Sylvie Söderlund (Haller) was born in Basel, German speaking Switzerland, in 1948. When she was 3 years old, her parents, who knew MRA, felt they should contribute to the development of the Caux internationl conference centre. Her father gave up a promising carreer in the General Postmaster's Office, to become postmaster of the French-speaking village of Caux, where the Centre was situated, and in this way, serve the people from all over the world who came to the assemblies. Her parents were among the many Swiss who made considerable sacrifices to make this home for the world a reality.
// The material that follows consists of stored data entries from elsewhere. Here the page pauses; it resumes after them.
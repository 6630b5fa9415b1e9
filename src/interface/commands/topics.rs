//! # Topic Commands
//!
//! Handles `swarm topics list|status|ensure`.

use anyhow::Result;
use serde::Serialize;
use std::io::Write;

use crate::application::service::{
    EnsureRequest, ensure_topic_thread, list_topic_statuses, normalize_branch, snapshot_to_status,
};
use crate::domain::traits::ForumTransport;
use crate::domain::types::TopicStatus;
use crate::interface::cli::{TopicsEnsureArgs, TopicsListArgs, TopicsStatusArgs};
use crate::interface::commands::{ExitError, SwarmContext};
use crate::interface::output::{write_json, write_line};
use crate::strings::messages;

#[derive(Debug, Serialize)]
struct EnsureOutput {
    created: bool,
    state_path: String,
    status: TopicStatus,
}

pub async fn handle_list(
    ctx: &SwarmContext,
    args: &TopicsListArgs,
    out: &mut dyn Write,
) -> Result<()> {
    let projects = ctx.projects()?;
    let store = ctx.state_store();
    let statuses = list_topic_statuses(&store, &projects.aliases(), args.chat_id).await?;

    if args.json {
        return write_json(out, &statuses);
    }
    if statuses.is_empty() {
        return write_line(out, messages::NO_TRACKED_TOPICS);
    }
    for status in &statuses {
        write_line(out, &messages::topic_status_line(status))?;
    }
    Ok(())
}

pub async fn handle_status(
    ctx: &SwarmContext,
    args: &TopicsStatusArgs,
    out: &mut dyn Write,
) -> Result<()> {
    let projects = ctx.projects()?;
    let store = ctx.state_store();
    let Some(snapshot) = store.get_thread(args.chat_id, args.thread_id).await? else {
        return Err(ExitError::new(1, messages::TOPIC_NOT_FOUND).into());
    };
    let status = snapshot_to_status(&snapshot, &projects.aliases());

    if args.json {
        write_json(out, &status)
    } else {
        write_line(out, &messages::topic_status_line(&status))
    }
}

pub async fn handle_ensure(
    ctx: &SwarmContext,
    transport: &dyn ForumTransport,
    args: &TopicsEnsureArgs,
    out: &mut dyn Write,
) -> Result<()> {
    let projects = ctx.projects()?;
    let (project_key, project_alias) = projects.resolve(&args.project)?;
    let project_chat_id = projects
        .projects
        .get(&project_key)
        .and_then(|p| p.chat_id);
    let chat_id = ctx.target_chat_id(args.chat_id, project_chat_id)?;
    let branch = normalize_branch(args.branch.as_deref());
    let store = ctx.state_store();

    let request = EnsureRequest {
        chat_id,
        project_key: &project_key,
        project_alias: &project_alias,
        branch: branch.as_deref(),
        bind_state: args.bind_state(),
    };
    let (status, created) = ensure_topic_thread(transport, &store, request)
        .await
        .map_err(|e| ExitError::new(2, format!("error: {:#}", e)))?;

    if args.json {
        return write_json(
            out,
            &EnsureOutput {
                created,
                state_path: store.path().display().to_string(),
                status,
            },
        );
    }
    write_line(out, &messages::topic_ensured(created, &status, &project_alias))
}

#[cfg(test)]
mod tests {
    use super::*;
    use crate::application::service::testing::FakeForum;
    use crate::domain::types::RunContext;
    use crate::interface::commands::testing::{BASE_YAML, context_with, output};

    fn ensure_args(project: &str, branch: Option<&str>, json: bool) -> TopicsEnsureArgs {
        TopicsEnsureArgs {
            project: project.to_string(),
            branch: branch.map(str::to_string),
            chat_id: None,
            bind_state: false,
            no_bind_state: false,
            json,
        }
    }

    #[tokio::test]
    async fn test_list_empty_state() {
        let dir = tempfile::tempdir().unwrap();
        let ctx = context_with(dir.path(), BASE_YAML);

        let mut out = Vec::new();
        let args = TopicsListArgs {
            chat_id: None,
            json: false,
        };
        handle_list(&ctx, &args, &mut out).await.unwrap();
        assert_eq!(output(out), "no tracked topics\n");

        let mut out = Vec::new();
        let args = TopicsListArgs {
            chat_id: None,
            json: true,
        };
        handle_list(&ctx, &args, &mut out).await.unwrap();
        assert_eq!(output(out), "[]\n");
    }

    #[tokio::test]
    async fn test_list_uses_project_aliases() {
        let dir = tempfile::tempdir().unwrap();
        let ctx = context_with(dir.path(), BASE_YAML);
        ctx.state_store()
            .set_context(-2002, 7, RunContext::new("z80", Some("feat".into())), Some("Z80 @feat"))
            .await
            .unwrap();

        let mut out = Vec::new();
        let args = TopicsListArgs {
            chat_id: None,
            json: false,
        };
        handle_list(&ctx, &args, &mut out).await.unwrap();
        assert_eq!(
            output(out),
            "-2002:7  ctx=Z80@feat  title='Z80 @feat'  default_engine=-  sessions=none\n"
        );
    }

    #[tokio::test]
    async fn test_status_not_found_exits_1() {
        let dir = tempfile::tempdir().unwrap();
        let ctx = context_with(dir.path(), BASE_YAML);
        let args = TopicsStatusArgs {
            chat_id: 1,
            thread_id: 2,
            json: true,
        };
        let mut out = Vec::new();
        let err = handle_status(&ctx, &args, &mut out).await.unwrap_err();
        let exit = err.downcast_ref::<ExitError>().unwrap();
        assert_eq!(exit.code, 1);
        assert_eq!(exit.message, "topic not found");
        assert!(out.is_empty());
    }

    #[tokio::test]
    async fn test_status_json_reports_tracked_topic() {
        let dir = tempfile::tempdir().unwrap();
        let ctx = context_with(dir.path(), BASE_YAML);
        ctx.state_store()
            .set_context(-2002, 7, RunContext::new("z80", Some("feat".into())), Some("Z80 @feat"))
            .await
            .unwrap();

        let args = TopicsStatusArgs {
            chat_id: -2002,
            thread_id: 7,
            json: true,
        };
        let mut out = Vec::new();
        handle_status(&ctx, &args, &mut out).await.unwrap();
        let text = output(out);
        assert_eq!(text.lines().count(), 1);
        let status: serde_json::Value = serde_json::from_str(text.trim()).unwrap();
        assert_eq!(
            status,
            serde_json::json!({
                "branch": "feat",
                "chat_id": -2002,
                "default_engine": null,
                "project": "Z80",
                "sessions": [],
                "thread_id": 7,
                "topic_title": "Z80 @feat",
            })
        );
    }

    #[tokio::test]
    async fn test_ensure_twice_reuses_topic() {
        let dir = tempfile::tempdir().unwrap();
        let ctx = context_with(dir.path(), BASE_YAML);
        let forum = FakeForum::new();

        let mut out = Vec::new();
        handle_ensure(&ctx, &forum, &ensure_args("z80", Some(" feat "), true), &mut out)
            .await
            .unwrap();
        let first: serde_json::Value = serde_json::from_str(output(out).trim()).unwrap();
        assert_eq!(first["created"], true);
        assert_eq!(first["status"]["chat_id"], -2002);
        assert_eq!(first["status"]["branch"], "feat");
        assert_eq!(first["status"]["project"], "Z80");
        assert_eq!(
            first["state_path"],
            dir.path().join("telegram_topics_state.json").display().to_string()
        );

        let mut out = Vec::new();
        handle_ensure(&ctx, &forum, &ensure_args("Z80", Some("feat"), false), &mut out)
            .await
            .unwrap();
        let thread_id = first["status"]["thread_id"].as_i64().unwrap();
        assert_eq!(
            output(out),
            format!("reused topic -2002:{} for Z80 @feat\n", thread_id)
        );
        assert_eq!(forum.created.lock().unwrap().len(), 1);
    }

    #[tokio::test]
    async fn test_ensure_unknown_project_is_config_error() {
        let dir = tempfile::tempdir().unwrap();
        let ctx = context_with(dir.path(), BASE_YAML);
        let forum = FakeForum::new();
        let mut out = Vec::new();
        let err = handle_ensure(&ctx, &forum, &ensure_args("nope", None, false), &mut out)
            .await
            .unwrap_err();
        let config_err = err
            .downcast_ref::<crate::domain::config::ConfigError>()
            .unwrap();
        assert!(config_err.to_string().contains("Available project ids: web, z80"));
    }

    #[tokio::test]
    async fn test_ensure_create_failure_exits_2() {
        let dir = tempfile::tempdir().unwrap();
        let ctx = context_with(dir.path(), BASE_YAML);
        let forum = FakeForum::failing_create();
        let mut out = Vec::new();
        let err = handle_ensure(&ctx, &forum, &ensure_args("web", None, false), &mut out)
            .await
            .unwrap_err();
        let exit = err.downcast_ref::<ExitError>().unwrap();
        assert_eq!(exit.code, 2);
        assert!(exit.message.starts_with("error: failed to create telegram forum topic"));
    }
}
//! # Swarm Inbox
//!
//! The trigger plane. `trigger send` appends JSON envelopes to an append-only inbox file;
//! the bot tails that file and turns trigger envelopes into synthetic incoming messages.

use bytes::BytesMut;
use chrono::{SecondsFormat, Utc};
use futures::Stream;
use std::io::{ErrorKind, SeekFrom};
use std::path::Path;
use tokio::fs::{self, File, OpenOptions};
use tokio::io::{AsyncReadExt, AsyncSeekExt, AsyncWriteExt};

use crate::domain::ingress::SwarmIngressConfig;
use crate::domain::types::{IncomingMessage, SwarmEnvelope, SwarmIntent};

pub const INGRESS_SOURCE: &str = "swarm";

/// Builds a fresh envelope with a random event id and a UTC timestamp.
pub fn new_swarm_envelope(
    intent: SwarmIntent,
    chat_id: i64,
    thread_id: Option<i64>,
    text: &str,
    origin_agent: Option<&str>,
) -> SwarmEnvelope {
    SwarmEnvelope {
        version: 1,
        event_id: uuid::Uuid::new_v4().simple().to_string(),
        intent,
        chat_id,
        thread_id,
        text: text.to_string(),
        origin_agent: origin_agent.map(str::to_string),
        created_at: Some(Utc::now().to_rfc3339_opts(SecondsFormat::Secs, false)),
    }
}

/// Appends one envelope as a single JSON line, creating the inbox (and its directory) if needed.
pub async fn append_swarm_envelope(path: &Path, envelope: &SwarmEnvelope) -> std::io::Result<()> {
    if let Some(parent) = path.parent()
        && !parent.as_os_str().is_empty()
    {
        fs::create_dir_all(parent).await?;
    }
    let mut line = serde_json::to_vec(envelope)
        .map_err(|e| std::io::Error::new(ErrorKind::InvalidData, e))?;
    line.push(b'\n');

    let mut file = OpenOptions::new()
        .create(true)
        .append(true)
        .open(path)
        .await?;
    file.write_all(&line).await?;
    file.flush().await?;
    tracing::debug!(
        "Queued {} envelope {} in {}",
        envelope.intent.as_str(),
        envelope.event_id,
        path.display()
    );
    Ok(())
}

/// Only non-blank triggers become messages; control envelopes never start work.
pub fn to_synthetic_message(envelope: &SwarmEnvelope, message_id: i64) -> Option<IncomingMessage> {
    if envelope.intent != SwarmIntent::Trigger {
        return None;
    }
    if envelope.text.trim().is_empty() {
        tracing::debug!(
            "Skipping swarm envelope {} (empty text) for {}:{:?}",
            envelope.event_id,
            envelope.chat_id,
            envelope.thread_id
        );
        return None;
    }
    Some(IncomingMessage {
        transport: "telegram".to_string(),
        chat_id: envelope.chat_id,
        message_id,
        text: envelope.text.clone(),
        reply_to_message_id: None,
        reply_to_text: None,
        sender_id: None,
        thread_id: envelope.thread_id,
        raw: serde_json::json!({ "swarm": envelope }),
        ingress_source: INGRESS_SOURCE.to_string(),
        ingress_intent: envelope.intent,
        origin_agent: envelope.origin_agent.clone(),
    })
}

/// Reads everything after `offset`. If the file shrank below `offset` it was truncated or
/// replaced, and reading restarts at 0 (reported by the returned flag).
async fn read_chunk(path: &Path, offset: u64) -> std::io::Result<(Vec<u8>, u64, bool)> {
    let mut file = File::open(path).await?;
    let size = file.metadata().await?.len();
    let (start, rewound) = if size < offset {
        (0, true)
    } else {
        (offset, false)
    };
    file.seek(SeekFrom::Start(start)).await?;
    let mut chunk = Vec::new();
    file.read_to_end(&mut chunk).await?;
    let next = start + chunk.len() as u64;
    Ok((chunk, next, rewound))
}

fn decode_line(line: &[u8], path: &Path) -> Option<SwarmEnvelope> {
    let trimmed = line.trim_ascii();
    if trimmed.is_empty() {
        return None;
    }
    match serde_json::from_slice::<SwarmEnvelope>(trimmed) {
        Ok(envelope) => Some(envelope),
        Err(e) => {
            tracing::warn!("Failed to decode swarm envelope in {}: {}", path.display(), e);
            None
        }
    }
}

/// Tails the inbox forever, yielding a synthetic message per trigger envelope.
///
/// Message ids are negative (-1, -2, ...) so they never collide with real chat messages.
/// A partial trailing line is held back until its newline arrives.
pub fn poll_swarm_inbox(cfg: SwarmIngressConfig) -> impl Stream<Item = IncomingMessage> {
    async_stream::stream! {
        let interval = cfg.poll_interval();
        let mut offset: u64 = 0;
        let mut remainder = BytesMut::new();
        let mut next_message_id: i64 = -1;

        loop {
            match read_chunk(&cfg.inbox_path, offset).await {
                Ok((chunk, next_offset, rewound)) => {
                    if rewound {
                        tracing::info!("Swarm inbox {} was truncated; rereading", cfg.inbox_path.display());
                        remainder.clear();
                    }
                    offset = next_offset;
                    remainder.extend_from_slice(&chunk);
                    while let Some(pos) = remainder.iter().position(|b| *b == b'\n') {
                        let line = remainder.split_to(pos + 1);
                        let Some(envelope) = decode_line(&line[..pos], &cfg.inbox_path) else {
                            continue;
                        };
                        if let Some(message) = to_synthetic_message(&envelope, next_message_id) {
                            next_message_id -= 1;
                            yield message;
                        }
                    }
                }
                Err(e) if e.kind() == ErrorKind::NotFound => {
                    offset = 0;
                    remainder.clear();
                }
                Err(e) => {
                    tracing::warn!("Failed to read swarm inbox {}: {}", cfg.inbox_path.display(), e);
                }
            }
            tokio::time::sleep(interval).await;
        }
    }
}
She grew up in an ordinary, hard-working, musical family, and had the privilege to be exposed to the extraordinary atmosphere of these world assemblies, hear many stories of people's experiences, see the plays, hear the music, which touched her deeply.
From an early age, she loved singing, and sang both at home and in the excellent school choir.
After her baccalaureat, she made her own decision to give all her time without salary to the program of Moral Rearmament. The first 4 years were spent on the road in many countries with the musical review "Anything to Declare?" ("Il est permis de se pencher au dehors"). She considers these years as her "university": getting to know other countries, religions and cultures through living in homes wherever they went, and a chance to share her musical talent.
During the conferences at Caux, there was a lot of practical work, particularly as a multilingual telephone operator, serving at meals in the dining room, translating at conversations, and learning to care for individuals.
After that travelling period, she lived in the community of one of the MRA homes in London. During that period, she was asked to become part of the cast of the multi-media show about Frank Buchman "Cross Road", at the Westminster Theatre. (Later the film Crossroad, without the live participation)
From London, she returned to Caux, where she was part of the community that lived there all year round, who were also part of the infrastructure of the conferences. That is where, in 1976, she married Gunnar Söderlund from Sweden, who had also been living there for a number of years.
In 1977, on the invitation of Black and White, they spent 5 months in South Africa and Rhodesia (Zimbabwe) with an international group of younger people, with a simple musical production based on their own experiences, "Time to Choose".
In 1983, they moved to Sweden with their two children, to live in the MRA home in Stockholm, where they, together with others, hosted many people and events.
Singing remained part of her life. Having recieved voice training, she occasionally gave recitals of songs, in Caux, in Switzerland, France, Sweden, Norway, United Kingdom and even one in Moscow. Accompanied among others by Kathleen Dodds, John Burrows, Inga Wieselgren, Johathan and Elizabeth Sparey. Together with her good friend and fellow-singer Alison Wetterfors and Inga Wieselgren,in 1989 she spent 5 weeks in South Africa, singing in many different locations, including the Praetoria Art Museum, and the home of a teacher in a township. This time was a particularly moving experience as their music gave a platform for people of all races and backgrounds to meet.
When the MRA home in Stockholm was sold in 2002, she and her husband branched out on their own, and have since lived on a farm with grass-fed cattle and a Bed&Breakfast, where they have continued to host people from many backgrounds and live their life philosophy.